Counterfactual approaches vary in terms of the precise method used to retrieve a list of counterfactuals. A number of different algorithms have been suggested, as well as a number of different metrics (see Chou et al. (2022); Verma et al. (2020); de Oliveira and Martens (2021) for overviews). The identification of new algorithms, metrics and strategies for finding counterfactuals is driven by an appreciation of various constraints on which counterfactuals should be returned. One constraint that is common to almost all versions of the standard counterfactual approach is the proximity constraint described above. However, there are a number of other important constraints that have been identified in the literature to date.
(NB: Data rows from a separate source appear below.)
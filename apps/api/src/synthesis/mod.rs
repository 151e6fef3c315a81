// Map synthesis: prompt rendering, response recovery, coercion and validation.
// All model calls go through the `TextGenerator` seam in llm_client.

pub mod coerce;
pub mod prompts;
pub mod response;
pub mod synthesizer;

pub use synthesizer::{generate_topic_map, GenerationRequest};
//! Tree view of a loaded table: Pillar → Clusters → Spokes, in table order.

use serde::Serialize;

use crate::topic_map::record::{Level, TopicRecord};
use crate::topic_map::table::TopicTable;

#[derive(Debug, Clone, PartialEq, Eq, Serialize)]
pub struct HierarchyNode {
    pub title: String,
    pub level: Level,
    pub priority_score: u8,
    pub children: Vec<HierarchyNode>,
}

impl HierarchyNode {
    fn leaf(record: &TopicRecord) -> Self {
        Self {
            title: record.content_title.clone(),
            level: record.level,
            priority_score: record.priority_score,
            children: Vec::new(),
        }
    }
}

/// Builds the tree rooted at the table's Pillar. `None` only for an empty table.
pub fn build_hierarchy(table: &TopicTable) -> Option<HierarchyNode> {
    let pillar = table.pillar()?;

    let mut root = HierarchyNode::leaf(pillar);
    for cluster in children_of(table, &pillar.content_title, Level::Cluster) {
        let mut node = HierarchyNode::leaf(cluster);
        node.children = children_of(table, &cluster.content_title, Level::Spoke)
            .into_iter()
            .map(HierarchyNode::leaf)
            .collect();
        root.children.push(node);
    }
    Some(root)
}

/// Parent references resolve on trimmed titles, the same rule validation applies.
fn children_of<'a>(table: &'a TopicTable, parent: &str, level: Level) -> Vec<&'a TopicRecord> {
    let parent = parent.trim();
    table
        .records()
        .iter()
        .filter(|r| r.level == level && r.parent_topic.as_deref().map(str::trim) == Some(parent))
        .collect()
}

/// Plain-text rendering with box-drawing connectors.
pub fn render_hierarchy(root: &HierarchyNode) -> String {
    let mut out = format!("{} (Priority: {})\n", root.title, root.priority_score);
    render_children(&root.children, "", &mut out);
    out
}

fn render_children(children: &[HierarchyNode], indent: &str, out: &mut String) {
    for (i, child) in children.iter().enumerate() {
        let last = i + 1 == children.len();
        let connector = if last { "└── " } else { "├── " };
        out.push_str(&format!(
            "{indent}{connector}{} (Priority: {})\n",
            child.title, child.priority_score
        ));
        let next_indent = format!("{indent}{}", if last { "    " } else { "│   " });
        render_children(&child.children, &next_indent, out);
    }
}

#[cfg(test)]
mod tests {
    use super::*;
    use crate::topic_map::validation::fixtures::{content_marketing, record};

    #[test]
    fn test_hierarchy_nests_by_parent() {
        let table = TopicTable::load(content_marketing()).unwrap();
        let root = build_hierarchy(&table).unwrap();
        assert_eq!(root.title, "Content Marketing");
        assert_eq!(root.children.len(), 1);
        assert_eq!(root.children[0].title, "Blog SEO Basics");
        assert_eq!(root.children[0].children[0].title, "Meta Description Tips");
    }

    #[test]
    fn test_padded_parent_references_still_nest() {
        let mut records = content_marketing();
        records[1].parent_topic = Some("Content Marketing ".to_string());
        records[2].parent_topic = Some("  Blog SEO Basics".to_string());
        let table = TopicTable::load(records).unwrap();

        let root = build_hierarchy(&table).unwrap();
        assert_eq!(root.children.len(), 1);
        assert_eq!(root.children[0].title, "Blog SEO Basics");
        assert_eq!(root.children[0].children.len(), 1);
        assert_eq!(root.children[0].children[0].title, "Meta Description Tips");
    }

    #[test]
    fn test_render_uses_connectors() {
        let mut records = content_marketing();
        records.push(record(
            Level::Cluster,
            "Content Distribution",
            Some("Content Marketing"),
            2,
        ));
        let table = TopicTable::load(records).unwrap();
        let text = render_hierarchy(&build_hierarchy(&table).unwrap());
        assert_eq!(
            text,
            "Content Marketing (Priority: 5)\n\
             ├── Blog SEO Basics (Priority: 4)\n\
             │   └── Meta Description Tips (Priority: 3)\n\
             └── Content Distribution (Priority: 2)\n"
        );
    }
}
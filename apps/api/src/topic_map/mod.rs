// Topic map core: the record model, validation, the session-held table and its
// delimited-text exchange format, plus the HTTP handlers over them.

pub mod delimited;
pub mod error;
pub mod handlers;
pub mod hierarchy;
pub mod record;
pub mod session;
pub mod table;
pub mod validation;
For instance, Keane and Smyth (2020) and Keane et al. (2021) identify counterfactuals that are plausible or actionable. A similar approach is taken by Kirfel and Liefgreen (2021). Actionable counterfactuals are those where the counterfactual data point \(p'\) is closest to the actual data point p compatible with the shift from p to \(p'\) being achievable by an individual. In a similar vein, Poyiadzi et al. (2020) include modifications to retrieve the most feasible data points, which are ones that are the easiest for the individual to access from the actual data point. Wachter et al. (2018) emphasise sparsity, which involves finding data points that involve changing as few input variables as possible while still changing the model’s output. Mothilal et al. (2020) emphasise diversity, where diversity is a measure of the number of counterfactuals delivered, and is to be balanced with actionability.

I will return to some of these constraints later on. For now, I will simply note them and press on to consider how the standard counterfactual approach might yield causal information. As discussed, the output of the standard counterfactual approach is a list of counterfactuals. This list of counterfactuals will single out specific input variables. So, for instance, in Sara’s loan case, the list of counterfactuals singles out income, savings and age. Since this list of counterfactuals is the only output of the standard counterfactual approach, and since it is supposed to underwrite explanation and understanding, it is natural to try and read causation off the list. We can do this by focusing on the variables that are altered. Thus, in the case of Sara’s loan, we can infer that it was age, income and savings that caused the model to yield its specific output in her case, since it is those variables that, when changed, flip the model’s output.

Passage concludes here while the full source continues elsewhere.